Sunday, March 22, 2009

Travelin' Light

When I was working in South Africa last fall (or spring, from the South African perspective), I made a few observations on this blog about wants and needs. For example, a want is a new SUV; a need is a pair of shoes with the soles intact. A want is a bigger house; a need is a roof that doesn’t leak. And so on.

Now, as I budget to go back to Cape Town for a year, the reality of want-versus-need is becoming more acute to me. Since I’ll be living primarily on support funds from other people, my spending plans are focused on needs like food, shelter and transportation.

I’m also preparing for a renter to take over my house, so I’ve been selling or tossing out a lot of things rather than put them in storage. It’s amazing how something I used to covet – like, for example, those shiny new irons that were going to transform my golf game – has no appeal anymore. Getting rid of “stuff” has been an incredibly liberating feeling.

I’m finding that the older I get, the less excited I get about material things. I read an article on forbes.com about some of the world’s top “mega-mansions.” One of these residences, owned by Indian industrialist Lakshmi Mittal, cost $128 million and has an indoor pool, Turkish baths, garage space for 20 cars and marble taken from the same quarry that supplied the Taj Mahal.

But it’s still just … stuff. With the right laws of physics applied, it could crumble. I’m sure it would be nice to spend a night there, but I would be just as happy in a tent. Probably happier, even. I never thought I would quote anything Shania Twain sang, but I hear a chorus ringing in my head: “That don’t impress me much.”

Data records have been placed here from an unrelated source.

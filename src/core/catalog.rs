//! Catalog service
//!
//! Composes stored records into client views and sequences the multi-step
//! workflows (upload, playlist creation, sign-in). Every operation is a
//! function of store reads plus its arguments; nothing is kept between calls.

use std::collections::HashMap;
use std::sync::Arc;

use tracing::{debug, info};

use super::error::{ServiceError, ServiceResult};
use super::guard::authorize_owner;
use super::tokens::TokenService;
use crate::db::{CatalogStore, DeleteTrackCallback, StoreError, StoreResult, UploadTrackCallback};
use crate::models::{
    Artist, NewPlaylist, NewTrack, NewUser, Playlist, PlaylistResponse, PublicUser, TokenPair,
    Track, TrackResponse, TrackUpdate, UserRole,
};
use crate::utils::auth::PasswordHasher;

/// Builds views for one request. Artist names are cached only for the
/// lifetime of the composer.
struct ViewComposer<'a> {
    store: &'a dyn CatalogStore,
    artist_names: HashMap<String, String>,
}

impl<'a> ViewComposer<'a> {
    fn new(store: &'a dyn CatalogStore) -> Self {
        Self {
            store,
            artist_names: HashMap::new(),
        }
    }

    async fn artist_name(&mut self, artist_id: &str) -> StoreResult<String> {
        if let Some(name) = self.artist_names.get(artist_id) {
            return Ok(name.clone());
        }

        let artist = self.store.get_artist(artist_id).await?;
        self.artist_names
            .insert(artist.id.clone(), artist.name.clone());
        Ok(artist.name)
    }

    async fn track(&mut self, track: Track) -> StoreResult<TrackResponse> {
        let artist = self.artist_name(&track.artist_id).await?;
        Ok(TrackResponse {
            id: track.id,
            title: track.title,
            artist,
        })
    }

    async fn track_by_id(&mut self, track_id: &str) -> StoreResult<TrackResponse> {
        let track = self.store.get_track(track_id).await?;
        self.track(track).await
    }

    async fn tracks(&mut self, tracks: Vec<Track>) -> StoreResult<Vec<TrackResponse>> {
        let mut views = Vec::with_capacity(tracks.len());
        for track in tracks {
            views.push(self.track(track).await?);
        }
        Ok(views)
    }

    async fn tracks_by_id(&mut self, track_ids: &[String]) -> StoreResult<Vec<TrackResponse>> {
        let mut views = Vec::with_capacity(track_ids.len());
        for track_id in track_ids {
            views.push(self.track_by_id(track_id).await?);
        }
        Ok(views)
    }

    async fn playlist(&mut self, playlist: Playlist) -> StoreResult<PlaylistResponse> {
        let track_ids = self.store.get_playlist_tracks(&playlist.id).await?;
        let track_list = self.tracks_by_id(&track_ids).await?;

        Ok(PlaylistResponse {
            id: playlist.id,
            title: playlist.title,
            track_list,
        })
    }

    async fn playlists(&mut self, playlists: Vec<Playlist>) -> StoreResult<Vec<PlaylistResponse>> {
        let mut views = Vec::with_capacity(playlists.len());
        for playlist in playlists {
            views.push(self.playlist(playlist).await?);
        }
        Ok(views)
    }
}

/// Metadata for an uploaded track
#[derive(Debug, Clone)]
pub struct TrackUpload {
    pub title: String,
    pub artist_id: String,
    pub genre_id: String,
}

pub struct CatalogService {
    store: Arc<dyn CatalogStore>,
    tokens: TokenService,
    hasher: PasswordHasher,
    default_role: UserRole,
}

impl CatalogService {
    pub fn new(
        store: Arc<dyn CatalogStore>,
        tokens: TokenService,
        hasher: PasswordHasher,
        default_role: UserRole,
    ) -> Self {
        Self {
            store,
            tokens,
            hasher,
            default_role,
        }
    }

    pub fn tokens(&self) -> &TokenService {
        &self.tokens
    }

    fn composer(&self) -> ViewComposer<'_> {
        ViewComposer::new(self.store.as_ref())
    }

    // ========== Tracks ==========

    /// Store the track and its audio, then return it with the artist resolved.
    ///
    /// Nothing persists if the store or the upload fails. If only the artist
    /// lookup fails the track stays and the error is [`ServiceError::Incomplete`].
    pub async fn add_new_track(
        &self,
        uploaded_by: &str,
        upload: TrackUpload,
        write_audio: UploadTrackCallback,
    ) -> ServiceResult<TrackResponse> {
        let track = self
            .store
            .add_new_track(
                NewTrack {
                    title: upload.title,
                    artist_id: upload.artist_id,
                    genre_id: upload.genre_id,
                    uploaded_by: uploaded_by.to_string(),
                },
                write_audio,
            )
            .await?;
        info!(track_id = %track.id, user_id = %uploaded_by, "track uploaded");

        let track_id = track.id.clone();
        self.composer()
            .track(track)
            .await
            .map_err(|e| ServiceError::incomplete("track", &track_id, e.into()))
    }

    pub async fn get_all_tracks(&self) -> ServiceResult<Vec<TrackResponse>> {
        let tracks = self.store.get_all_tracks().await?;
        Ok(self.composer().tracks(tracks).await?)
    }

    pub async fn get_track_by_id(&self, track_id: &str) -> ServiceResult<TrackResponse> {
        Ok(self.composer().track_by_id(track_id).await?)
    }

    /// Replace a track's metadata. Only the uploader may do this.
    pub async fn update_track_by_id(
        &self,
        identity: &str,
        update: TrackUpdate,
    ) -> ServiceResult<TrackResponse> {
        let current = self.store.get_track(&update.id).await?;
        authorize_owner(identity, &current.uploaded_by)?;

        let track = self.store.update_track(update).await?;
        Ok(self.composer().track(track).await?)
    }

    /// Delete a track and its audio. Only the uploader may do this.
    pub async fn delete_track_by_id(
        &self,
        identity: &str,
        track_id: &str,
        remove_audio: DeleteTrackCallback,
    ) -> ServiceResult<()> {
        let current = self.store.get_track(track_id).await?;
        authorize_owner(identity, &current.uploaded_by)?;

        self.store.delete_track(track_id, remove_audio).await?;
        info!(track_id = %track_id, user_id = %identity, "track deleted");
        Ok(())
    }

    pub async fn list_artists(&self) -> ServiceResult<Vec<Artist>> {
        Ok(self.store.get_all_artists().await?)
    }

    // ========== Accounts ==========

    /// Create an account with the configured default role
    pub async fn sign_up(
        &self,
        email: &str,
        username: &str,
        password: &str,
    ) -> ServiceResult<PublicUser> {
        let user = self
            .store
            .add_new_user(NewUser {
                email: email.to_string(),
                username: username.to_string(),
                password: self.hasher.hash(password),
                role: self.default_role,
            })
            .await?;

        info!(user_id = %user.id, role = user.role.as_str(), "account created");
        Ok(user.to_public())
    }

    /// Verify credentials and start a session.
    ///
    /// A wrong password yields `Ok(None)` rather than an error; callers decide
    /// how to report it. An unknown email surfaces the store's `NotFound`.
    pub async fn sign_in(&self, email: &str, password: &str) -> ServiceResult<Option<TokenPair>> {
        let user = self.store.get_user_by_email(email).await?;

        if !self.hasher.verify(password, &user.password)? {
            debug!(user_id = %user.id, "password mismatch");
            return Ok(None);
        }

        let pair = self.tokens.issue_and_record(self.store.as_ref(), &user.id).await?;
        info!(user_id = %user.id, "signed in");
        Ok(Some(pair))
    }

    pub async fn refresh_token(&self, refresh_token: &str) -> ServiceResult<TokenPair> {
        self.tokens.rotate(self.store.as_ref(), refresh_token).await
    }

    pub async fn sign_out(&self, refresh_token: &str) -> ServiceResult<()> {
        self.tokens.revoke(self.store.as_ref(), refresh_token).await
    }

    pub async fn get_user_profile(&self, user_id: &str) -> ServiceResult<PublicUser> {
        Ok(self.store.get_user(user_id).await?.to_public())
    }

    // ========== Personal track list ==========

    pub async fn get_user_track_list(&self, user_id: &str) -> ServiceResult<Vec<TrackResponse>> {
        let track_ids = self.store.get_user_track_list(user_id).await?;
        Ok(self.composer().tracks_by_id(&track_ids).await?)
    }

    pub async fn add_tracks_to_user_track_list(
        &self,
        user_id: &str,
        track_ids: &[String],
    ) -> ServiceResult<()> {
        Ok(self.store.add_tracks_to_user_list(user_id, track_ids).await?)
    }

    pub async fn delete_tracks_from_user_track_list(
        &self,
        user_id: &str,
        track_ids: &[String],
    ) -> ServiceResult<()> {
        Ok(self
            .store
            .delete_tracks_from_user_list(user_id, track_ids)
            .await?)
    }

    // ========== Playlists ==========

    pub async fn get_all_playlists(&self) -> ServiceResult<Vec<PlaylistResponse>> {
        let playlists = self.store.get_all_playlists().await?;
        Ok(self.composer().playlists(playlists).await?)
    }

    pub async fn get_user_playlists(&self, user_id: &str) -> ServiceResult<Vec<PlaylistResponse>> {
        let playlist_ids = self.store.get_user_playlists(user_id).await?;

        let mut playlists = Vec::with_capacity(playlist_ids.len());
        for playlist_id in &playlist_ids {
            playlists.push(self.store.get_playlist(playlist_id).await?);
        }

        Ok(self.composer().playlists(playlists).await?)
    }

    /// Create a playlist owned by `created_by` holding `track_ids`.
    ///
    /// If attaching or resolving the tracks fails the empty playlist stays
    /// and the error is [`ServiceError::Incomplete`].
    pub async fn create_new_playlist(
        &self,
        title: &str,
        created_by: &str,
        track_ids: &[String],
    ) -> ServiceResult<PlaylistResponse> {
        let playlist = self
            .store
            .add_new_playlist(NewPlaylist {
                title: title.to_string(),
                created_by: created_by.to_string(),
            })
            .await?;
        info!(playlist_id = %playlist.id, user_id = %created_by, "playlist created");

        let playlist_id = playlist.id.clone();
        let incomplete = |e: StoreError| {
            ServiceError::incomplete("playlist", &playlist_id, e.into())
        };

        self.store
            .add_tracks_to_playlist(&playlist.id, track_ids)
            .await
            .map_err(incomplete)?;

        self.composer().playlist(playlist).await.map_err(incomplete)
    }

    pub async fn get_playlist_by_id(&self, playlist_id: &str) -> ServiceResult<PlaylistResponse> {
        let playlist = self.store.get_playlist(playlist_id).await?;
        Ok(self.composer().playlist(playlist).await?)
    }

    /// Fetch the playlist and make sure `identity` created it
    async fn owned_playlist(&self, identity: &str, playlist_id: &str) -> ServiceResult<Playlist> {
        let playlist = self.store.get_playlist(playlist_id).await?;
        authorize_owner(identity, &playlist.created_by)?;
        Ok(playlist)
    }

    pub async fn delete_playlist_by_id(&self, identity: &str, playlist_id: &str) -> ServiceResult<()> {
        self.owned_playlist(identity, playlist_id).await?;
        self.store.delete_playlist(playlist_id).await?;
        info!(playlist_id = %playlist_id, user_id = %identity, "playlist deleted");
        Ok(())
    }

    pub async fn add_tracks_to_playlist(
        &self,
        identity: &str,
        playlist_id: &str,
        track_ids: &[String],
    ) -> ServiceResult<()> {
        self.owned_playlist(identity, playlist_id).await?;
        Ok(self.store.add_tracks_to_playlist(playlist_id, track_ids).await?)
    }

    pub async fn delete_tracks_from_playlist(
        &self,
        identity: &str,
        playlist_id: &str,
        track_ids: &[String],
    ) -> ServiceResult<()> {
        self.owned_playlist(identity, playlist_id).await?;
        Ok(self
            .store
            .delete_tracks_from_playlist(playlist_id, track_ids)
            .await?)
    }

    // ========== Personal playlist list ==========

    pub async fn add_playlists_to_user_list(
        &self,
        user_id: &str,
        playlist_ids: &[String],
    ) -> ServiceResult<()> {
        Ok(self
            .store
            .add_playlists_to_user_list(user_id, playlist_ids)
            .await?)
    }

    pub async fn delete_playlists_from_user_list(
        &self,
        user_id: &str,
        playlist_ids: &[String],
    ) -> ServiceResult<()> {
        Ok(self
            .store
            .delete_playlists_from_user_list(user_id, playlist_ids)
            .await?)
    }
}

What matters, I am slowly learning, is that accumulating stuff in this world doesn’t matter nearly as much as what I store up for the next life. Jesus said “a man's life does not consist in the abundance of his possessions” (Luke 12:15). He also said, "Do not store up for yourselves treasures on earth, where moth and rust destroy, and where thieves break in and steal. But store up for yourselves treasures in heaven, where moth and rust do not destroy, and where thieves do not break in and steal” (Matthew 6:19-20).